Although it is yet to hit the point where the sport could join the Premier League, cricket, and others behind a paywall: “As people become more interested in NFL, they can consume more and more of the sport. We’re likely to keep this as it is.”

Even Covid hasn’t been able to make the organisation change its mind, despite it seeing international games cancelled: “We were lucky with lockdowns coming in our off-season. Our KPIs such as viewers, subscriptions, merchandise sales, etc. actually grew over the past year, and so there will be no real deviation from the strategy.”

This broadcast strategy is part of a wide-ranging plan to grow the sport, which entails four pillars of media, international games, grassroots participation, and increasing the number of international players in the league. Grassroots is an area of particular interest, targeting a ”passion crossover” between non-contact flag football and growing broadcast audiences.

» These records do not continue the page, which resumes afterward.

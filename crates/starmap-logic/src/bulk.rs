//! Whole-galaxy sector population.
//!
//! Walks every sector of a galaxy and populates the empty ones. Each sector
//! is committed as its own batch, so a failure part way through keeps the
//! sectors already done; calling again picks up the rest. Planets are never
//! generated here.
//!
//! Hosts that run one sector per transaction use [`plan_bulk_queue`] to
//! pick the sectors and [`BulkProgress`] to total the finished jobs.

use rand::Rng;

use crate::config::GenerationConfig;
use crate::error::GenerationError;
use crate::model::Sector;
use crate::sector::{populate_sector, validate_multiplier, SectorGeneration};
use crate::store::GalaxyStore;

#[derive(Debug, Clone, Default, PartialEq, Eq)]
pub struct BulkGeneration {
    /// Sectors populated by this call.
    pub sectors_processed: u32,
    /// Sectors that already had systems.
    pub sectors_skipped: u32,
    /// Systems created by this call.
    pub systems_created: u64,
}

impl BulkGeneration {
    pub fn message(&self) -> String {
        format!(
            "Generated {} star systems across {} sectors ({} already generated)",
            self.systems_created, self.sectors_processed, self.sectors_skipped
        )
    }
}

pub fn generate_all_galaxy_systems(
    store: &mut impl GalaxyStore,
    rng: &mut impl Rng,
    config: &GenerationConfig,
    galaxy_id: u64,
    density_multiplier: Option<f64>,
) -> Result<BulkGeneration, GenerationError> {
    let multiplier = validate_multiplier(density_multiplier)?;
    if store.galaxy(galaxy_id).is_none() {
        return Err(GenerationError::GalaxyNotFound(galaxy_id));
    }

    let mut summary = BulkGeneration::default();
    for sector in store.sectors_in_galaxy(galaxy_id) {
        match populate_sector(store, rng, config, &sector, multiplier) {
            Ok(SectorGeneration::Generated { placed, .. }) => {
                summary.sectors_processed += 1;
                summary.systems_created += placed as u64;
            }
            Ok(SectorGeneration::AlreadyGenerated { .. }) => summary.sectors_skipped += 1,
            Err(e) => {
                log::warn!(
                    "Galaxy {}: stopped at sector {} after {} sectors: {}",
                    galaxy_id,
                    sector.id,
                    summary.sectors_processed,
                    e
                );
                return Err(e);
            }
        }
    }

    log::info!("Galaxy {}: {}", galaxy_id, summary.message());
    Ok(summary)
}

/// Sectors a deferred bulk run should hand out as separate jobs.
#[derive(Debug, Clone, Default, PartialEq, Eq)]
pub struct BulkQueue {
    /// Empty sectors with no job pending.
    pub sectors: Vec<Sector>,
    /// Sectors that already hold systems.
    pub already_generated: u32,
    /// Empty sectors that a previous run already queued.
    pub already_queued: u32,
}

/// Split a galaxy's sectors into jobs to queue and sectors to leave alone.
///
/// `is_queued` reports whether a sector already has a pending job, so a
/// repeated request never queues the same sector twice.
pub fn plan_bulk_queue(
    store: &impl GalaxyStore,
    galaxy_id: u64,
    is_queued: impl Fn(u64) -> bool,
) -> Result<BulkQueue, GenerationError> {
    if store.galaxy(galaxy_id).is_none() {
        return Err(GenerationError::GalaxyNotFound(galaxy_id));
    }
    let mut queue = BulkQueue::default();
    for sector in store.sectors_in_galaxy(galaxy_id) {
        if store.system_count(sector.id) > 0 {
            queue.already_generated += 1;
        } else if is_queued(sector.id) {
            queue.already_queued += 1;
        } else {
            queue.sectors.push(sector);
        }
    }
    Ok(queue)
}

/// Running totals of a deferred bulk run, one job per sector.
///
/// Every finished job moves exactly one sector out of `jobs_pending`, into
/// `sectors_done`, `sectors_skipped` or `sectors_failed`.
#[derive(Debug, Clone, Copy, Default, PartialEq, Eq)]
pub struct BulkProgress {
    pub sectors_queued: u32,
    pub sectors_done: u32,
    pub sectors_skipped: u32,
    pub sectors_failed: u32,
    pub jobs_pending: u32,
    pub systems_created: u64,
}

impl BulkProgress {
    /// Progress after queueing `queue` on top of `previous`.
    ///
    /// A run still in flight keeps its counts and absorbs the new jobs.
    /// A finished run is replaced by a fresh one.
    pub fn start(previous: Option<BulkProgress>, queue: &BulkQueue) -> Self {
        let queued = queue.sectors.len() as u32;
        match previous {
            Some(p) if p.in_flight() => Self {
                sectors_queued: p.sectors_queued + queued,
                jobs_pending: p.jobs_pending + queued,
                ..p
            },
            _ => Self {
                sectors_queued: queued,
                sectors_skipped: queue.already_generated,
                jobs_pending: queued,
                ..Self::default()
            },
        }
    }

    pub fn in_flight(&self) -> bool {
        self.jobs_pending > 0
    }

    /// Account for one finished job.
    pub fn record(&mut self, outcome: &Result<SectorGeneration, GenerationError>) {
        self.jobs_pending = self.jobs_pending.saturating_sub(1);
        match outcome {
            Ok(SectorGeneration::Generated { placed, .. }) => {
                self.sectors_done += 1;
                self.systems_created += *placed as u64;
            }
            Ok(SectorGeneration::AlreadyGenerated { .. }) => self.sectors_skipped += 1,
            Err(_) => self.sectors_failed += 1,
        }
    }

    pub fn message(&self) -> String {
        format!(
            "Generated {} star systems across {} sectors ({} already generated, {} failed, {} pending)",
            self.systems_created,
            self.sectors_done,
            self.sectors_skipped,
            self.sectors_failed,
            self.jobs_pending
        )
    }
}

#[cfg(test)]
mod tests {
    use super::*;
    use crate::config::PlacementPolicy;
    use crate::constants::SECTORS_PER_GALAXY;
    use crate::galaxy::create_galaxy;
    use crate::sector::generate_sector_systems;
    use crate::store::MemoryStore;
    use rand::rngs::StdRng;
    use rand::SeedableRng;

    #[test]
    fn test_populates_every_sector() {
        let mut store = MemoryStore::new();
        let galaxy = create_galaxy(&mut store, None).unwrap();
        let mut rng = StdRng::seed_from_u64(1);

        let summary = generate_all_galaxy_systems(
            &mut store,
            &mut rng,
            &GenerationConfig::default(),
            galaxy.galaxy_id,
            Some(0.05),
        )
        .unwrap();

        assert_eq!(summary.sectors_processed as usize, SECTORS_PER_GALAXY);
        assert_eq!(summary.sectors_skipped, 0);
        assert_eq!(summary.systems_created as usize, store.total_systems());
        // No planets from bulk generation
        assert_eq!(store.total_planets(), 0);
    }

    #[test]
    fn test_skips_populated_sectors() {
        let mut store = MemoryStore::new();
        let galaxy = create_galaxy(&mut store, None).unwrap();
        let config = GenerationConfig::default();
        let mut rng = StdRng::seed_from_u64(2);

        let first = store.sectors_in_galaxy(galaxy.galaxy_id)[0];
        generate_sector_systems(&mut store, &mut rng, &config, first.id, Some(0.05)).unwrap();
        let before = store.system_count(first.id);

        let summary =
            generate_all_galaxy_systems(&mut store, &mut rng, &config, galaxy.galaxy_id, Some(0.05))
                .unwrap();
        assert_eq!(summary.sectors_skipped, 1);
        assert_eq!(summary.sectors_processed as usize, SECTORS_PER_GALAXY - 1);
        assert_eq!(store.system_count(first.id), before);

        let again =
            generate_all_galaxy_systems(&mut store, &mut rng, &config, galaxy.galaxy_id, None)
                .unwrap();
        assert_eq!(again.sectors_processed, 0);
        assert_eq!(again.systems_created, 0);
        assert_eq!(again.sectors_skipped as usize, SECTORS_PER_GALAXY);
    }

    #[test]
    fn test_failure_keeps_committed_sectors_and_resumes() {
        let mut store = MemoryStore::new();
        let galaxy = create_galaxy(&mut store, None).unwrap();
        let mut rng = StdRng::seed_from_u64(3);

        // Strict + one attempt fails as soon as a dense sector collides
        let strict = GenerationConfig {
            sector_placement_attempts: 1,
            placement_policy: PlacementPolicy::Strict,
            ..GenerationConfig::default()
        };
        let err = generate_all_galaxy_systems(&mut store, &mut rng, &strict, galaxy.galaxy_id, None)
            .unwrap_err();
        assert!(matches!(err, GenerationError::PlacementExhausted { .. }));
        let partial = store.total_systems();

        let resumed = generate_all_galaxy_systems(
            &mut store,
            &mut rng,
            &GenerationConfig::default(),
            galaxy.galaxy_id,
            None,
        )
        .unwrap();
        assert_eq!(
            resumed.sectors_processed + resumed.sectors_skipped,
            SECTORS_PER_GALAXY as u32
        );
        assert_eq!(
            store.total_systems(),
            partial + resumed.systems_created as usize
        );
        assert!(store
            .sectors_in_galaxy(galaxy.galaxy_id)
            .iter()
            .all(|s| store.system_count(s.id) > 0));
    }

    fn generated(placed: u32) -> Result<SectorGeneration, GenerationError> {
        Ok(SectorGeneration::Generated {
            placed,
            target: placed,
            density: 0.1,
        })
    }

    #[test]
    fn test_queue_skips_populated_and_pending() {
        let mut store = MemoryStore::new();
        let galaxy = create_galaxy(&mut store, None).unwrap();
        let mut rng = StdRng::seed_from_u64(4);
        let sectors = store.sectors_in_galaxy(galaxy.galaxy_id);
        generate_sector_systems(
            &mut store,
            &mut rng,
            &GenerationConfig::default(),
            sectors[0].id,
            Some(0.05),
        )
        .unwrap();

        let pending = [sectors[1].id, sectors[2].id];
        let queue = plan_bulk_queue(&store, galaxy.galaxy_id, |id| pending.contains(&id)).unwrap();
        assert_eq!(queue.already_generated, 1);
        assert_eq!(queue.already_queued, 2);
        assert_eq!(queue.sectors.len(), SECTORS_PER_GALAXY - 3);
        assert!(queue.sectors.iter().all(|s| !pending.contains(&s.id)));

        assert_eq!(
            plan_bulk_queue(&store, 12345, |_| false).unwrap_err(),
            GenerationError::GalaxyNotFound(12345)
        );
    }

    #[test]
    fn test_repeated_request_while_in_flight() {
        let mut store = MemoryStore::new();
        let galaxy = create_galaxy(&mut store, None).unwrap();

        // First request queues every sector
        let first = plan_bulk_queue(&store, galaxy.galaxy_id, |_| false).unwrap();
        let mut progress = BulkProgress::start(None, &first);
        assert_eq!(progress.sectors_queued, 100);
        assert_eq!(progress.jobs_pending, 100);

        // Second request before any job ran: everything is already queued
        let queued: Vec<u64> = first.sectors.iter().map(|s| s.id).collect();
        let second = plan_bulk_queue(&store, galaxy.galaxy_id, |id| queued.contains(&id)).unwrap();
        assert!(second.sectors.is_empty());
        assert_eq!(second.already_queued, 100);
        progress = BulkProgress::start(Some(progress), &second);
        assert_eq!(progress.sectors_queued, 100);
        assert_eq!(progress.jobs_pending, 100);

        for _ in 0..99 {
            progress.record(&generated(10));
            assert!(progress.in_flight());
        }
        progress.record(&Ok(SectorGeneration::AlreadyGenerated { existing: 4 }));
        assert!(!progress.in_flight());
        assert_eq!(progress.sectors_done, 99);
        assert_eq!(progress.sectors_skipped, 1);
        assert_eq!(progress.systems_created, 990);
        assert!(progress.sectors_done + progress.sectors_skipped <= progress.sectors_queued);
    }

    #[test]
    fn test_failed_job_still_finishes_run() {
        let queue = BulkQueue {
            sectors: vec![
                Sector {
                    id: 1,
                    galaxy_id: 1,
                    x: 0,
                    y: 0,
                };
                2
            ],
            already_generated: 3,
            already_queued: 0,
        };
        let mut progress = BulkProgress::start(None, &queue);
        assert_eq!(progress.sectors_skipped, 3);

        progress.record(&Err(GenerationError::PlacementExhausted {
            placed: 1,
            target: 5,
        }));
        progress.record(&generated(7));
        assert!(!progress.in_flight());
        assert_eq!(progress.sectors_failed, 1);
        assert_eq!(progress.sectors_done, 1);
        assert!(progress.message().contains("1 failed"));

        // A finished run is replaced, not extended
        let rerun = BulkQueue {
            sectors: queue.sectors[..1].to_vec(),
            already_generated: 4,
            already_queued: 0,
        };
        let fresh = BulkProgress::start(Some(progress), &rerun);
        assert_eq!(
            fresh,
            BulkProgress {
                sectors_queued: 1,
                sectors_skipped: 4,
                jobs_pending: 1,
                ..BulkProgress::default()
            }
        );
    }

    #[test]
    fn test_missing_galaxy() {
        let mut store = MemoryStore::new();
        let mut rng = StdRng::seed_from_u64(3);
        let err = generate_all_galaxy_systems(
            &mut store,
            &mut rng,
            &GenerationConfig::default(),
            99,
            None,
        )
        .unwrap_err();
        assert_eq!(err, GenerationError::GalaxyNotFound(99));
    }
}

However, Pabari doesn’t want to stop there, especially when it comes to where they have most control - Game Pass - despite it already having a 57% increase in international users year on year.

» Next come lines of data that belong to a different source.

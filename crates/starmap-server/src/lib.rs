//! Starmap Server - SpacetimeDB Module
//!
//! Persistent galaxy map running as a SpacetimeDB module.
//! Generation runs here as reducers; clients read the public tables.

mod generation;
mod reducers;
mod store;
mod tables;

pub use generation::*;
pub use reducers::*;
pub use tables::*;
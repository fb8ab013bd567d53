//! Collision-avoiding random placement shared by sector and system population.

use std::collections::HashSet;
use std::hash::Hash;

/// Draw candidates until one is free, claiming it in `occupied`.
///
/// Returns `None` once `max_attempts` draws have all collided.
pub fn place_unique<P, F>(occupied: &mut HashSet<P>, max_attempts: u32, mut draw: F) -> Option<P>
where
    P: Eq + Hash + Copy,
    F: FnMut() -> P,
{
    for _ in 0..max_attempts {
        let candidate = draw();
        if occupied.insert(candidate) {
            return Some(candidate);
        }
    }
    None
}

“Game Pass gives us a direct relationship with fans, allowing us to create bespoke content when perhaps our media partners don’t have the space. If you’re a fan of a team, it is perfect, and it has seen strong growth over the last few years with great acquisition and retention.

“However, there is more room for growth. Only a small proportion of fans use Game Pass. So, we want to make the product more open to people who don’t know so much about the sport, as well as further personalisation and localisation. We want to make it more relevant to the casual fan.”

The NFL will continue in this vein, boosted by the recent announcement that all teams will now play at least one international game over the next eight years. “We are constantly looking to innovate,” Pabari said. “And we’ll continue our long-term commitment to the UK.”